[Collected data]
⟨
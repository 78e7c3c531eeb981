//! Incremental UTF-8 validation for text payloads that arrive in chunks.
//!
//! RFC 6455 requires an endpoint to fail a connection as soon as the byte
//! stream of a text message can no longer be a prefix of valid UTF-8 —
//! waiting for the final fragment is not allowed. [`Utf8Validator`] checks
//! each chunk as it arrives, carrying at most 3 bytes of an unfinished code
//! point between chunks, and rejects overlong encodings, surrogates and
//! code points above U+10FFFF exactly as `std::str::from_utf8` does.

use crate::{Result, WebSocketError};

/// Streaming UTF-8 validator.
///
/// Feed arbitrary chunk boundaries with [`feed`](Self::feed); call
/// [`finish`](Self::finish) at end of message to reject a trailing
/// incomplete code point.
#[derive(Debug, Default)]
pub struct Utf8Validator {
    /// Bytes of an incomplete code point carried from the previous chunk.
    carry: [u8; 4],
    carry_len: u8,
}

impl Utf8Validator {
    pub fn new() -> Self {
        Self::default()
    }

    /// Discard any carried state, ready for a new message.
    pub fn reset(&mut self) {
        self.carry_len = 0;
    }

    /// Validate the next chunk of the stream.
    ///
    /// Returns `Err(WebSocketError::InvalidUTF8)` the moment the cumulative
    /// input cannot be a prefix of well-formed UTF-8. An incomplete code
    /// point at the end of the chunk is fine; its bytes are carried into the
    /// next call.
    pub fn feed(&mut self, mut input: &[u8]) -> Result<()> {
        if self.carry_len > 0 {
            // Absorb bytes one at a time until the carried code point
            // completes or turns out to be invalid. A carried prefix is at
            // most 3 bytes and a code point at most 4, so `carry` cannot
            // overflow before from_utf8 decides.
            while !input.is_empty() {
                self.carry[self.carry_len as usize] = input[0];
                self.carry_len += 1;
                input = &input[1..];

                match std::str::from_utf8(&self.carry[..self.carry_len as usize]) {
                    Ok(_) => {
                        self.carry_len = 0;
                        break;
                    }
                    Err(e) if e.error_len().is_some() => return Err(WebSocketError::InvalidUTF8),
                    Err(_) => {}
                }
            }

            if self.carry_len > 0 {
                // Chunk exhausted while still inside the code point.
                return Ok(());
            }
        }

        match std::str::from_utf8(input) {
            Ok(_) => Ok(()),
            Err(e) => {
                if e.error_len().is_some() {
                    return Err(WebSocketError::InvalidUTF8);
                }
                let tail = &input[e.valid_up_to()..];
                self.carry[..tail.len()].copy_from_slice(tail);
                self.carry_len = tail.len() as u8;
                Ok(())
            }
        }
    }

    /// Confirm that the stream ended on a code point boundary.
    pub fn finish(&self) -> Result<()> {
        if self.carry_len == 0 {
            Ok(())
        } else {
            Err(WebSocketError::InvalidUTF8)
        }
    }
}
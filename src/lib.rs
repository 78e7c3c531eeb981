//! # yawe
//!
//! A client-side WebSocket protocol engine implementing [RFC 6455].
//!
//! The engine is **sans-io**: it never touches a socket, a DNS resolver or a
//! timer wheel itself. The application supplies a [`Transport`] — a buffered,
//! nonblocking byte pipe with deferred timers — and feeds the engine
//! [`TransportEvent`]s as they happen. The engine runs the protocol
//! (handshake, framing, masking, fragmentation, UTF-8 validation, ping/pong
//! and the closing handshake) and reports back through a [`Handler`], a
//! capability object with one method per protocol event.
//!
//! ## Architecture
//!
//! ```text
//! ┌────────────────────────────────────────────────┐
//! │  Application                                   │
//! │  • implements Transport (sockets, TLS, timers) │
//! │  • implements Handler (protocol events)        │
//! └──────────────────┬─────────────────────────────┘
//!                    │ TransportEvent / Handler calls
//! ┌──────────────────▼─────────────────────────────┐
//! │  Base                                          │
//! │  • owns connections by ConnId                  │
//! │  • mailbox: marshals events from any thread    │
//! │  • service() / service_blocking() / quit()     │
//! └──────────────────┬─────────────────────────────┘
//! ┌──────────────────▼─────────────────────────────┐
//! │  Connection                                    │
//! │  • handshake, state machine, timers            │
//! │  • ping/pong bookkeeping, close negotiation    │
//! │  • read/write token-bucket rate limiting       │
//! └──────────────────┬─────────────────────────────┘
//! ┌──────────────────▼─────────────────────────────┐
//! │  Protocol layers                               │
//! │  • FrameParser: inbound byte state machine     │
//! │  • MessageAssembler: fragment reassembly, UTF-8│
//! │  • FrameWriter: masking, fragmentation, queue  │
//! └────────────────────────────────────────────────┘
//! ```
//!
//! ## Threading
//!
//! All engine state is single-threaded: everything belonging to one [`Base`]
//! must be driven from one thread (the engine thread). When transport events
//! originate elsewhere — a reactor thread, a GUI framework — the cloneable
//! [`Mailbox`] marshals them onto the engine thread as messages, and
//! [`RemoteHandle`] offers the two operations that are safe to call from any
//! thread: sending a message and requesting a close.
//!
//! Custom allocators are not part of the API; use `#[global_allocator]` if
//! the process needs one.
//!
//! [RFC 6455]: https://datatracker.ietf.org/doc/html/rfc6455

mod assembler;
mod base;
pub mod close;
mod conn;
pub mod frame;
mod handshake;
mod limit;
mod mask;
mod options;
mod parser;
mod utf8;
mod writer;

pub use base::{Base, ConnId, Mailbox, RemoteHandle};
pub use close::CloseCode;
pub use conn::{
    ConnState, Connection, Handler, PingResponse, TimerKind, Transport, TransportEvent,
};
pub use frame::{Frame, FrameHeader, OpCode};
pub use handshake::accept_key;
pub use mask::apply_mask;
pub use options::{DeliveryMode, Options, RateLimits, Timeouts, TlsMode};
pub use parser::ParseState;
pub use utf8::Utf8Validator;

use thiserror::Error;

/// A result type for WebSocket operations, using `WebSocketError` as the error type.
pub type Result<T> = std::result::Result<T, WebSocketError>;

/// Represents errors that can occur while running the WebSocket protocol.
///
/// The variants fall into a few broad groups:
///
/// - Handshake failures (bad status, bad headers, bad accept key)
/// - Protocol violations in received frames (reserved bits, bad opcodes,
///   broken continuation sequences, oversized control frames)
/// - Data validation errors (invalid UTF-8, messages over the inbound cap)
/// - Local usage errors (sending on a closed connection, misusing the
///   streaming send API)
/// - I/O and timer failures surfaced by the transport
///
/// Errors that correspond to an RFC 6455 close status expose it through
/// [`WebSocketError::close_code`].
#[derive(Error, Debug)]
pub enum WebSocketError {
    /// A text payload (or a close frame reason) is not valid UTF-8.
    /// RFC 6455 requires all text payloads to be well-formed UTF-8.
    #[error("Invalid UTF-8")]
    InvalidUTF8,

    /// A continuation frame arrived without an open message, or a new data
    /// frame arrived while a fragmented message was still in progress.
    #[error("Invalid continuation frame")]
    InvalidContinuationFrame,

    /// The handshake response status was not `101 Switching Protocols`.
    #[error("Invalid status code: {0}")]
    InvalidStatusCode(u16),

    /// The handshake response `Upgrade` header is missing or is not
    /// `websocket`.
    #[error("Invalid upgrade header")]
    InvalidUpgradeHeader,

    /// The handshake response `Connection` header is missing or does not
    /// contain the `upgrade` token.
    #[error("Invalid connection header")]
    InvalidConnectionHeader,

    /// The handshake response `Sec-WebSocket-Accept` does not match the
    /// digest of the key we sent.
    #[error("Invalid Sec-WebSocket-Accept header")]
    InvalidAcceptKey,

    /// Subprotocols were offered but the server picked none of them, or
    /// answered with one that was never offered.
    #[error("Invalid Sec-WebSocket-Protocol header")]
    InvalidSubprotocol,

    /// The handshake response head grew beyond the accepted bound without a
    /// terminating blank line.
    #[error("Handshake response headers too large")]
    HeadersTooLarge,

    /// The handshake response head is not parseable HTTP/1.1.
    #[error("Malformed handshake response")]
    MalformedResponse,

    /// Operation attempted on a connection that is closing or closed.
    #[error("Connection is closed")]
    ConnectionClosed,

    /// A close frame carried a 1-byte payload; close payloads are either
    /// empty or at least two bytes (the status code).
    #[error("Invalid close frame")]
    InvalidCloseFrame,

    /// A close frame carried a status code that may not appear on the wire.
    #[error("Invalid close code")]
    InvalidCloseCode,

    /// Reserved header bits were set on a received frame. No extension is
    /// ever negotiated, so RSV1-3 must be zero.
    #[error("Reserved bits are not zero")]
    ReservedBitsNotZero,

    /// A received frame used an opcode reserved for future use.
    #[error("Invalid opcode (byte={0})")]
    InvalidOpCode(u8),

    /// A received control frame had its FIN bit clear. Control frames must
    /// not be fragmented.
    #[error("Control frame must not be fragmented")]
    ControlFrameFragmented,

    /// A control frame payload exceeded 125 bytes.
    #[error("Control frame payload too large")]
    ControlFrameTooLarge,

    /// The server sent a masked frame. Server-to-client frames are never
    /// masked.
    #[error("Received masked frame from server")]
    MaskedServerFrame,

    /// A 64-bit extended payload length had its most significant bit set.
    #[error("Invalid 64-bit payload length")]
    InvalidPayloadLength,

    /// A received frame exceeded the configured inbound frame cap.
    #[error("Frame too large")]
    FrameTooLarge,

    /// An assembled message exceeded the configured inbound message cap.
    #[error("Message too large")]
    MessageTooBig,

    /// Only `ws://` and `wss://` URLs can be connected to.
    #[error("Invalid http scheme")]
    InvalidHttpScheme,

    /// The connection is not in the state the operation requires, e.g.
    /// calling `connect` twice.
    #[error("Invalid state: {0}")]
    InvalidState(&'static str),

    /// A streaming message is already in progress; finish it with `msg_end`
    /// before starting another send.
    #[error("A streaming message is already in progress")]
    SendInProgress,

    /// A streaming send operation was attempted with no open message.
    #[error("No streaming message in progress")]
    NoMessageInProgress,

    /// More frame data was submitted than was declared for the frame.
    #[error("Frame data exceeds the declared frame length")]
    FrameDataOverflow,

    /// The streaming message was ended while declared frame bytes were
    /// still unsent.
    #[error("Frame data missing for the declared frame length")]
    FrameDataIncomplete,

    /// A configured timer expired before the awaited event arrived.
    #[error("{0} timeout")]
    Timeout(TimerKind),

    /// Wraps errors from URL parsing when establishing a connection.
    #[error(transparent)]
    UrlParseError(#[from] url::ParseError),

    /// Wraps I/O errors reported by the transport.
    #[error(transparent)]
    IoError(#[from] std::io::Error),
}

impl WebSocketError {
    /// The RFC 6455 close status this error maps to, if any.
    ///
    /// Statuses 1005/1006/1015 are reporting-only and are never written to
    /// the wire; the connection state machine checks
    /// [`CloseCode::is_allowed`] before putting a status in a close frame.
    pub fn close_code(&self) -> Option<CloseCode> {
        use WebSocketError::*;
        match self {
            InvalidUTF8 => Some(CloseCode::Invalid),
            InvalidContinuationFrame
            | InvalidCloseFrame
            | InvalidCloseCode
            | ReservedBitsNotZero
            | InvalidOpCode(_)
            | ControlFrameFragmented
            | ControlFrameTooLarge
            | MaskedServerFrame
            | InvalidPayloadLength => Some(CloseCode::Protocol),
            InvalidStatusCode(_)
            | InvalidUpgradeHeader
            | InvalidConnectionHeader
            | InvalidAcceptKey
            | InvalidSubprotocol
            | HeadersTooLarge
            | MalformedResponse => Some(CloseCode::Protocol),
            FrameTooLarge | MessageTooBig => Some(CloseCode::Size),
            Timeout(_) => Some(CloseCode::Abnormal),
            IoError(_) => Some(CloseCode::Abnormal),
            _ => None,
        }
    }
}
//! The engine context: connection ownership, the engine thread's event
//! loop, and cross-thread marshalling.
//!
//! A [`Base`] owns every [`Connection`] registered with it, keyed by
//! [`ConnId`]. All protocol work happens on the thread that drives the
//! base — the engine thread — by calling [`Base::service`] (one batch) or
//! [`Base::service_blocking`] (until quit).
//!
//! Transport glue and other threads talk to the engine through messages:
//! a [`Mailbox`] delivers `(ConnId, TransportEvent)` envelopes, and a
//! [`RemoteHandle`] exposes the operations that are safe to call from any
//! thread — sending a message and requesting a close. Both enqueue onto
//! the same channel the engine thread drains, so the engine state itself
//! is never shared between threads.

use std::collections::HashMap;
use std::sync::mpsc::{self, Receiver, RecvTimeoutError, Sender, TryRecvError};
use std::time::{Duration, Instant};

use bytes::Bytes;

use crate::conn::{Connection, Handler, TransportEvent};

/// Identifies a connection within its [`Base`].
#[derive(Debug, Clone, Copy, PartialEq, Eq, Hash, PartialOrd, Ord)]
pub struct ConnId(u64);

impl std::fmt::Display for ConnId {
    fn fmt(&self, f: &mut std::fmt::Formatter<'_>) -> std::fmt::Result {
        write!(f, "conn#{}", self.0)
    }
}

enum Envelope {
    Event(ConnId, TransportEvent),
    SendMsg {
        id: ConnId,
        payload: Bytes,
        binary: bool,
    },
    Close(ConnId),
    Quit,
}

/// Cloneable sender that marshals transport events onto the engine
/// thread.
///
/// In external-loop setups the reactor thread holds a mailbox and posts
/// each socket/timer event here instead of touching engine state; the
/// engine thread picks them up in `service`.
#[derive(Clone)]
pub struct Mailbox {
    tx: Sender<Envelope>,
}

impl Mailbox {
    /// Posts a transport event for `id`. Silently dropped when the engine
    /// is gone.
    pub fn post(&self, id: ConnId, event: TransportEvent) {
        let _ = self.tx.send(Envelope::Event(id, event));
    }

    /// Asks the engine thread to stop `service_blocking`.
    pub fn quit(&self) {
        let _ = self.tx.send(Envelope::Quit);
    }
}

/// Thread-safe operations on one connection.
///
/// The calls enqueue onto the engine thread and run there; results are
/// reported through the connection's handler as usual.
#[derive(Clone)]
pub struct RemoteHandle {
    id: ConnId,
    tx: Sender<Envelope>,
}

impl RemoteHandle {
    pub fn id(&self) -> ConnId {
        self.id
    }

    /// Sends a text message from any thread.
    pub fn send_msg(&self, text: impl Into<String>) -> bool {
        self.tx
            .send(Envelope::SendMsg {
                id: self.id,
                payload: Bytes::from(text.into()),
                binary: false,
            })
            .is_ok()
    }

    /// Sends a message from any thread.
    pub fn send_msg_ex(&self, payload: impl Into<Bytes>, binary: bool) -> bool {
        self.tx
            .send(Envelope::SendMsg {
                id: self.id,
                payload: payload.into(),
                binary,
            })
            .is_ok()
    }

    /// Requests a clean close from any thread.
    pub fn close(&self) -> bool {
        self.tx.send(Envelope::Close(self.id)).is_ok()
    }
}

struct Entry {
    conn: Connection,
    handler: Box<dyn Handler>,
}

/// Owns connections and runs the engine thread's loop.
pub struct Base {
    tx: Sender<Envelope>,
    rx: Receiver<Envelope>,
    entries: HashMap<ConnId, Entry>,
    next_id: u64,
    quit: bool,
    quit_at: Option<Instant>,
}

impl Base {
    pub fn new() -> Self {
        let (tx, rx) = mpsc::channel();
        Self {
            tx,
            rx,
            entries: HashMap::new(),
            next_id: 1,
            quit: false,
            quit_at: None,
        }
    }

    /// The mailbox transport glue posts events through.
    pub fn mailbox(&self) -> Mailbox {
        Mailbox {
            tx: self.tx.clone(),
        }
    }

    /// Takes ownership of a connection and its handler, returning the id
    /// used to address events at it.
    pub fn register(&mut self, conn: Connection, handler: Box<dyn Handler>) -> ConnId {
        let id = ConnId(self.next_id);
        self.next_id += 1;
        self.entries.insert(id, Entry { conn, handler });
        tracing::debug!(%id, "connection registered");
        id
    }

    /// Removes a connection, returning it. Typically done once the
    /// connection reached `Closed`.
    pub fn remove(&mut self, id: ConnId) -> Option<Connection> {
        let entry = self.entries.remove(&id);
        if entry.is_some() {
            tracing::debug!(%id, "connection removed");
        }
        entry.map(|e| e.conn)
    }

    pub fn connection(&self, id: ConnId) -> Option<&Connection> {
        self.entries.get(&id).map(|e| &e.conn)
    }

    pub fn connection_mut(&mut self, id: ConnId) -> Option<&mut Connection> {
        self.entries.get_mut(&id).map(|e| &mut e.conn)
    }

    /// A thread-safe handle for one connection.
    pub fn remote(&self, id: ConnId) -> RemoteHandle {
        RemoteHandle {
            id,
            tx: self.tx.clone(),
        }
    }

    pub fn len(&self) -> usize {
        self.entries.len()
    }

    pub fn is_empty(&self) -> bool {
        self.entries.is_empty()
    }

    /// Stops `service_blocking` at its next iteration.
    pub fn quit(&mut self) {
        self.quit = true;
    }

    /// Stops `service_blocking` once `delay` has elapsed.
    pub fn quit_delay(&mut self, delay: Duration) {
        self.quit_at = Some(Instant::now() + delay);
    }

    /// Runs one service iteration: drains every envelope currently
    /// queued, dispatching each to its connection. Returns how many were
    /// handled.
    pub fn service(&mut self) -> usize {
        self.check_deadline();
        let mut handled = 0;
        loop {
            match self.rx.try_recv() {
                Ok(envelope) => {
                    self.dispatch(envelope);
                    handled += 1;
                }
                Err(TryRecvError::Empty) | Err(TryRecvError::Disconnected) => break,
            }
        }
        handled
    }

    /// Services envelopes until [`quit`](Self::quit) is called, a
    /// [`Mailbox::quit`] arrives, or a [`quit_delay`](Self::quit_delay)
    /// deadline passes.
    pub fn service_blocking(&mut self) {
        while !self.quit {
            let envelope = match self.quit_at {
                Some(deadline) => {
                    let now = Instant::now();
                    if now >= deadline {
                        break;
                    }
                    match self.rx.recv_timeout(deadline - now) {
                        Ok(envelope) => envelope,
                        Err(RecvTimeoutError::Timeout) => break,
                        Err(RecvTimeoutError::Disconnected) => break,
                    }
                }
                None => match self.rx.recv() {
                    Ok(envelope) => envelope,
                    Err(_) => break,
                },
            };
            self.dispatch(envelope);
        }
        self.quit = false;
    }

    fn check_deadline(&mut self) {
        if let Some(deadline) = self.quit_at {
            if Instant::now() >= deadline {
                self.quit = true;
            }
        }
    }

    fn dispatch(&mut self, envelope: Envelope) {
        match envelope {
            Envelope::Event(id, event) => match self.entries.get_mut(&id) {
                Some(entry) => entry.conn.handle_event(entry.handler.as_mut(), event),
                None => tracing::debug!(%id, "event for unknown connection"),
            },
            Envelope::SendMsg {
                id,
                payload,
                binary,
            } => {
                if let Some(entry) = self.entries.get_mut(&id) {
                    if let Err(err) = entry.conn.send_msg_ex(payload, binary) {
                        tracing::warn!(%id, error = %err, "marshalled send failed");
                    }
                }
            }
            Envelope::Close(id) => {
                if let Some(entry) = self.entries.get_mut(&id) {
                    if let Err(err) = entry.conn.close() {
                        tracing::warn!(%id, error = %err, "marshalled close failed");
                    }
                }
            }
            Envelope::Quit => self.quit = true,
        }
    }
}

impl Default for Base {
    fn default() -> Self {
        Self::new()
    }
}

#[cfg(test)]
mod tests {
    use super::*;
    use crate::options::{Options, TlsMode};
    use crate::conn::{TimerKind, Transport};
    use bytes::BytesMut;
    use std::io;

    /// A transport that swallows everything; enough to exercise the base
    /// plumbing without a protocol round-trip.
    struct NullTransport;

    impl Transport for NullTransport {
        fn connect(&mut self, _host: &str, _port: u16, _tls: TlsMode) -> io::Result<()> {
            Ok(())
        }
        fn read_available(&mut self, _buf: &mut BytesMut, _max: usize) -> io::Result<usize> {
            Ok(0)
        }
        fn write(&mut self, data: &[u8]) -> io::Result<usize> {
            Ok(data.len())
        }
        fn close(&mut self) {}
        fn set_timer(&mut self, _kind: TimerKind, _after: Duration) {}
        fn cancel_timer(&mut self, _kind: TimerKind) {}
        fn now(&self) -> Instant {
            Instant::now()
        }
    }

    struct NullHandler;
    impl Handler for NullHandler {}

    fn connection() -> Connection {
        Connection::new(Box::new(NullTransport), Options::default())
    }

    #[test]
    fn register_and_remove() {
        let mut base = Base::new();
        let id = base.register(connection(), Box::new(NullHandler));
        assert_eq!(base.len(), 1);
        assert!(base.connection(id).is_some());
        assert!(base.remove(id).is_some());
        assert!(base.is_empty());
        assert!(base.remove(id).is_none());
    }

    #[test]
    fn ids_are_unique() {
        let mut base = Base::new();
        let a = base.register(connection(), Box::new(NullHandler));
        let b = base.register(connection(), Box::new(NullHandler));
        assert_ne!(a, b);
    }

    #[test]
    fn service_drains_queued_envelopes() {
        let mut base = Base::new();
        let id = base.register(connection(), Box::new(NullHandler));
        let mailbox = base.mailbox();

        mailbox.post(id, TransportEvent::Writable);
        mailbox.post(id, TransportEvent::Writable);
        assert_eq!(base.service(), 2);
        assert_eq!(base.service(), 0);
    }

    #[test]
    fn events_for_unknown_connections_are_dropped() {
        let mut base = Base::new();
        let id = base.register(connection(), Box::new(NullHandler));
        base.remove(id);

        base.mailbox().post(id, TransportEvent::Writable);
        assert_eq!(base.service(), 1);
    }

    #[test]
    fn remote_send_from_another_thread() {
        let mut base = Base::new();
        let id = base.register(connection(), Box::new(NullHandler));
        let remote = base.remote(id);

        let thread = std::thread::spawn(move || {
            assert!(remote.send_msg("hello from afar"));
            assert!(remote.close());
        });
        thread.join().expect("sender thread");

        // Both envelopes run on the engine thread. The connection is idle
        // so the send fails internally, which is fine here; the point is
        // that the marshalling itself works.
        assert_eq!(base.service(), 2);
    }

    #[test]
    fn mailbox_quit_stops_blocking_service() {
        let mut base = Base::new();
        let mailbox = base.mailbox();

        let poker = std::thread::spawn(move || {
            std::thread::sleep(Duration::from_millis(20));
            mailbox.quit();
        });

        base.service_blocking();
        poker.join().expect("poker thread");
    }

    #[test]
    fn quit_delay_bounds_blocking_service() {
        let mut base = Base::new();
        base.quit_delay(Duration::from_millis(30));

        let started = Instant::now();
        base.service_blocking();
        assert!(started.elapsed() >= Duration::from_millis(30));
        assert!(started.elapsed() < Duration::from_secs(5));
    }
}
⟩
WHAT IS REQUIRED: Quote every line from the beginning of the entries up to and including the line that contains "waiting for the".

RESPONSE:
repository 78e7c3c531eeb981
//! Incremental UTF-8 validation for text payloads that arrive in chunks.
//!
//! RFC 6455 requires an endpoint to fail a connection as soon as the byte
//! stream of a text message can no longer be a prefix of valid UTF-8 —
//! waiting for the final fragment is not allowed. [`Utf8Validator`] checks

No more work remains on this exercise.